Last reviewed: 16 August 2025
For secondary prevention of myocardial infarction (MI), the key pharmacological treatments you should prescribe include:
- Angiotensin-converting enzyme (ACE) inhibitors: Offer to all people who have had an MI, starting as soon as they are haemodynamically stable, and continue indefinitely with dose titration to the maximum tolerated or target dose 1.
- Beta-blockers: Offer to all people after an MI, continuing for at least 12 months. For those with reduced left ventricular ejection fraction, continue indefinitely 1.
- Dual antiplatelet therapy (DAPT): Offer aspirin plus a second antiplatelet agent (e.g., clopidogrel or ticagrelor) for up to 12 months unless contraindicated.

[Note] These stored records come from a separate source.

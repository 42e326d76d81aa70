//! The running application session
//!
//! A `Session` owns the storage (profile, expenses, settings) and the
//! in-memory notification list. Every mutating operation updates memory and
//! then writes the affected blob in full.

use chrono::NaiveDate;
use uuid::Uuid;

use crate::config::paths::SpendwisePaths;
use crate::config::settings::{AppSettings, SettingsUpdate};
use crate::error::SpendwiseResult;
use crate::export::csv::{export_expenses_csv, export_filename};
use crate::models::{ExpenseDraft, NotificationList, UserProfile};
use crate::services::{
    AddedExpense, ExpenseForm, ExpenseService, ProfileService, SettingsService,
};
use crate::storage::{LoadWarning, Storage};

/// Base URL of generated share links
pub const SHARE_BASE_URL: &str = "https://spendwise.ai/share/history";

/// Length of the random share token
const SHARE_TOKEN_LEN: usize = 10;

/// A CSV export ready to be written out
#[derive(Debug, Clone, PartialEq, Eq)]
pub struct CsvExport {
    pub filename: String,
    pub content: String,
}

pub struct Session {
    storage: Storage,
    notifications: NotificationList,
    today: NaiveDate,
}

impl Session {
    /// Open the session, loading every blob once
    ///
    /// Blobs that fail to parse start from their defaults and are returned as
    /// warnings.
    pub fn open(paths: SpendwisePaths, today: NaiveDate) -> SpendwiseResult<(Self, Vec<LoadWarning>)> {
        let storage = Storage::new(paths)?;
        let warnings = storage.load_all(today)?;
        Ok((
            Self {
                storage,
                notifications: NotificationList::new(),
                today,
            },
            warnings,
        ))
    }

    pub fn storage(&self) -> &Storage {
        &self.storage
    }

    pub fn today(&self) -> NaiveDate {
        self.today
    }

    pub fn notifications(&self) -> &NotificationList {
        &self.notifications
    }

    pub fn profile(&self) -> SpendwiseResult<Option<UserProfile>> {
        ProfileService::new(&self.storage).get()
    }

    pub fn settings(&self) -> SpendwiseResult<AppSettings> {
        self.storage.settings()
    }

    /// An empty entry form with today's defaults
    pub fn new_form(&self) -> ExpenseForm {
        ExpenseForm::new(self.today)
    }

    pub fn register(&mut self, name: &str, mobile: &str) -> SpendwiseResult<UserProfile> {
        ProfileService::new(&self.storage).register(name, mobile)
    }

    /// Submit the manual entry form
    pub fn add_manual(&mut self, form: &mut ExpenseForm) -> SpendwiseResult<AddedExpense> {
        let added = ExpenseService::new(&self.storage).add_manual(form, self.today)?;
        self.raise(&added);
        Ok(added)
    }

    /// Insert a draft produced by the bill scanner
    pub fn add_scanned(&mut self, draft: ExpenseDraft) -> SpendwiseResult<AddedExpense> {
        let added = ExpenseService::new(&self.storage).add_scanned(draft, self.today)?;
        self.raise(&added);
        Ok(added)
    }

    fn raise(&mut self, added: &AddedExpense) {
        if let Some(alert) = &added.alert {
            self.notifications.push(alert.clone());
        }
    }

    pub fn update_settings(&mut self, update: SettingsUpdate) -> SpendwiseResult<AppSettings> {
        ProfileService::new(&self.storage).require()?;
        SettingsService::new(&self.storage).update(update)
    }

    /// Build the CSV export of the current history
    pub fn export_csv(&self) -> SpendwiseResult<CsvExport> {
        let expenses = self.storage.expenses.get_all()?;
        let mut content = Vec::new();
        export_expenses_csv(&expenses, &mut content)?;

        Ok(CsvExport {
            filename: export_filename(self.today),
            content: String::from_utf8_lossy(&content).into_owned(),
        })
    }

    /// A cosmetic share link; nothing is uploaded
    pub fn share_link(&self) -> SpendwiseResult<String> {
        ProfileService::new(&self.storage).require()?;
        let token: String = Uuid::new_v4()
            .simple()
            .to_string()
            .chars()
            .take(SHARE_TOKEN_LEN)
            .collect();
        Ok(format!("{}/{}", SHARE_BASE_URL, token))
    }

    pub fn dismiss_notifications(&mut self) {
        self.notifications.clear();
    }

    /// Wipe all persisted state; the session is unregistered afterwards
    pub fn reset(&mut self) -> SpendwiseResult<()> {
        ProfileService::new(&self.storage).reset()?;
        self.notifications.clear();
        Ok(())
    }
}

#[cfg(test)]
mod tests {
    use super::*;
    use crate::error::SpendwiseError;
    use crate::models::Money;
    use tempfile::TempDir;

    fn today() -> NaiveDate {
        NaiveDate::from_ymd_opt(2025, 6, 15).unwrap()
    }

    fn open_session(temp_dir: &TempDir) -> Session {
        let paths = SpendwisePaths::with_base_dir(temp_dir.path().to_path_buf());
        let (session, warnings) = Session::open(paths, today()).unwrap();
        assert!(warnings.is_empty());
        session
    }

    fn registered_session(temp_dir: &TempDir) -> Session {
        let mut session = open_session(temp_dir);
        session.register("Asha", "9876543210").unwrap();
        session
    }

    #[test]
    fn test_operations_need_registration() {
        let temp_dir = TempDir::new().unwrap();
        let mut session = open_session(&temp_dir);

        let mut form = session.new_form();
        form.set_amount(Some(Money::from_rupees(10)));
        assert!(matches!(session.add_manual(&mut form), Err(SpendwiseError::NotRegistered)));
        assert!(matches!(session.share_link(), Err(SpendwiseError::NotRegistered)));
        assert!(matches!(
            session.update_settings(SettingsUpdate {
                weekly_limit: Some(Money::from_rupees(100)),
                monthly_budget: None,
            }),
            Err(SpendwiseError::NotRegistered)
        ));
    }

    #[test]
    fn test_alert_goes_to_notifications() {
        let temp_dir = TempDir::new().unwrap();
        let mut session = registered_session(&temp_dir);

        session
            .add_scanned(ExpenseDraft::new().amount(Money::from_rupees(5001)))
            .unwrap();
        session
            .add_scanned(ExpenseDraft::new().amount(Money::from_rupees(5000)))
            .unwrap();

        assert_eq!(session.notifications().len(), 1);
        assert_eq!(
            session.notifications().latest().unwrap().message,
            "ALERT: Expense of ₹5001 exceeds weekly limit! SMS sent to +91 9876543210"
        );

        session.dismiss_notifications();
        assert!(session.notifications().is_empty());
    }

    #[test]
    fn test_settings_change_does_not_re_alert() {
        let temp_dir = TempDir::new().unwrap();
        let mut session = registered_session(&temp_dir);

        session
            .add_scanned(ExpenseDraft::new().amount(Money::from_rupees(800)))
            .unwrap();
        session
            .update_settings(SettingsUpdate {
                weekly_limit: Some(Money::from_rupees(500)),
                monthly_budget: None,
            })
            .unwrap();

        assert!(session.notifications().is_empty());
    }

    #[test]
    fn test_state_survives_reopen() {
        let temp_dir = TempDir::new().unwrap();
        let added = {
            let mut session = registered_session(&temp_dir);
            let mut form = session.new_form();
            form.set_amount(Some(Money::from_paise(12_050)));
            form.set_category(Some("Food".into()));
            form.set_description("Thali");
            session.add_manual(&mut form).unwrap()
        };

        let session = open_session(&temp_dir);
        let expenses = session.storage().expenses.get_all().unwrap();
        assert_eq!(expenses[0], added.expense);
        assert_eq!(session.profile().unwrap().unwrap().name, "Asha");
        assert_eq!(session.settings().unwrap().phone_number, "+91 9876543210");
    }

    #[test]
    fn test_export_csv() {
        let temp_dir = TempDir::new().unwrap();
        let mut session = registered_session(&temp_dir);

        let err = session.export_csv().unwrap_err();
        assert!(err.is_precondition());

        session
            .add_scanned(
                ExpenseDraft::new()
                    .amount(Money::from_rupees(250))
                    .category("Food")
                    .description("Lunch, out"),
            )
            .unwrap();
        let export = session.export_csv().unwrap();
        assert_eq!(export.filename, "spendwise_expenses_2025-06-15.csv");
        assert!(export.content.ends_with("2025-06-15,Food,\"Lunch, out\",250"));
    }

    #[test]
    fn test_share_link_format() {
        let temp_dir = TempDir::new().unwrap();
        let session = registered_session(&temp_dir);

        let link = session.share_link().unwrap();
        let token = link.strip_prefix("https://spendwise.ai/share/history/").unwrap();
        assert_eq!(token.len(), SHARE_TOKEN_LEN);
        assert!(token.chars().all(|c| c.is_ascii_alphanumeric()));
        assert_ne!(link, session.share_link().unwrap());
    }

    #[test]
    fn test_reset_returns_to_first_run() {
        let temp_dir = TempDir::new().unwrap();
        let mut session = registered_session(&temp_dir);
        session
            .add_scanned(ExpenseDraft::new().amount(Money::from_rupees(9000)))
            .unwrap();

        session.reset().unwrap();

        assert!(session.profile().unwrap().is_none());
        assert!(session.notifications().is_empty());
        assert_eq!(session.settings().unwrap(), AppSettings::default());

        let reopened = open_session(&temp_dir);
        assert!(reopened.profile().unwrap().is_none());
        assert_eq!(reopened.storage().expenses.count().unwrap(), 0);
    }
}
//! Expense CLI commands: manual entry, bill scan and history

use clap::Args;
use std::path::PathBuf;

use crate::display::expense::{format_expense_details, format_expense_history};
use crate::error::{SpendwiseError, SpendwiseResult};
use crate::models::{parse_iso_date, Category, ExpenseDraft, Money};
use crate::services::{AddedExpense, ExpenseService};
use crate::session::Session;

/// Arguments for a manual expense
#[derive(Args, Debug)]
pub struct AddArgs {
    /// Amount in rupees (e.g., "250" or "99.50")
    #[arg(allow_hyphen_values = true)]
    pub amount: String,

    /// Category (Food, Transport, Shopping, Bills, Entertainment, Health, Education, Other)
    #[arg(short, long)]
    pub category: Option<String>,

    /// Description
    #[arg(short, long)]
    pub description: Option<String>,

    /// Expense date (YYYY-MM-DD, defaults to today)
    #[arg(long)]
    pub date: Option<String>,
}

/// Handle `spendwise add`
pub fn handle_add_command(session: &mut Session, args: AddArgs) -> SpendwiseResult<()> {
    let amount = Money::parse(&args.amount).map_err(|e| SpendwiseError::InvalidInput(e.to_string()))?;

    let mut form = session.new_form();
    form.set_amount(Some(amount));

    if let Some(category) = args.category {
        let category = category.parse::<Category>().map_err(|e| {
            SpendwiseError::InvalidInput(format!("{} Choose one of: {}", e, Category::names()))
        })?;
        form.set_category(Some(category.to_string()));
    }

    if let Some(description) = args.description {
        form.set_description(description);
    }

    if let Some(date) = args.date {
        let parsed = parse_iso_date(&date).ok_or_else(|| {
            SpendwiseError::InvalidInput(format!("Invalid date '{}'. Use YYYY-MM-DD.", date))
        })?;
        form.set_date(Some(parsed));
    }

    let added = session.add_manual(&mut form)?;
    print_added(&added);
    Ok(())
}

/// Handle `spendwise scan <payload>`
///
/// The payload is the bill scanner's output: a JSON object with optional
/// `amount`, `category`, `description` and `date`. It is stored without
/// field validation.
pub fn handle_scan_command(session: &mut Session, payload: PathBuf) -> SpendwiseResult<()> {
    let raw = std::fs::read_to_string(&payload).map_err(|e| {
        SpendwiseError::Io(format!("Failed to read {}: {}", payload.display(), e))
    })?;
    let draft: ExpenseDraft = serde_json::from_str(&raw).map_err(|e| {
        SpendwiseError::Parse(format!("Invalid scan payload {}: {}", payload.display(), e))
    })?;

    let added = session.add_scanned(draft)?;
    print_added(&added);
    Ok(())
}

/// Handle `spendwise history`
pub fn handle_history_command(session: &Session, limit: Option<usize>) -> SpendwiseResult<()> {
    let expenses = ExpenseService::new(session.storage()).list(limit)?;
    print!("{}", format_expense_history(&expenses));
    Ok(())
}

fn print_added(added: &AddedExpense) {
    println!("Added expense");
    print!("{}", format_expense_details(&added.expense));
}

Aspirin should be continued indefinitely unless contraindicated 1.
- Statins: Prescribe statin therapy for all adults with clinical evidence of cardiovascular disease for lipid lowering 1.
- Angiotensin II receptor blockers (ARBs): Offer as an alternative to ACE inhibitors in people intolerant to ACE inhibitors 1.
- Aldosterone antagonists: Consider in people with symptoms and/or signs of heart failure and reduced left ventricular ejection fraction post-MI, preferably after ACE inhibitor therapy 1.
Additional considerations include monitoring renal function, serum potassium, and blood pressure during treatment, and assessing bleeding risk before and during antiplatelet therapy 1.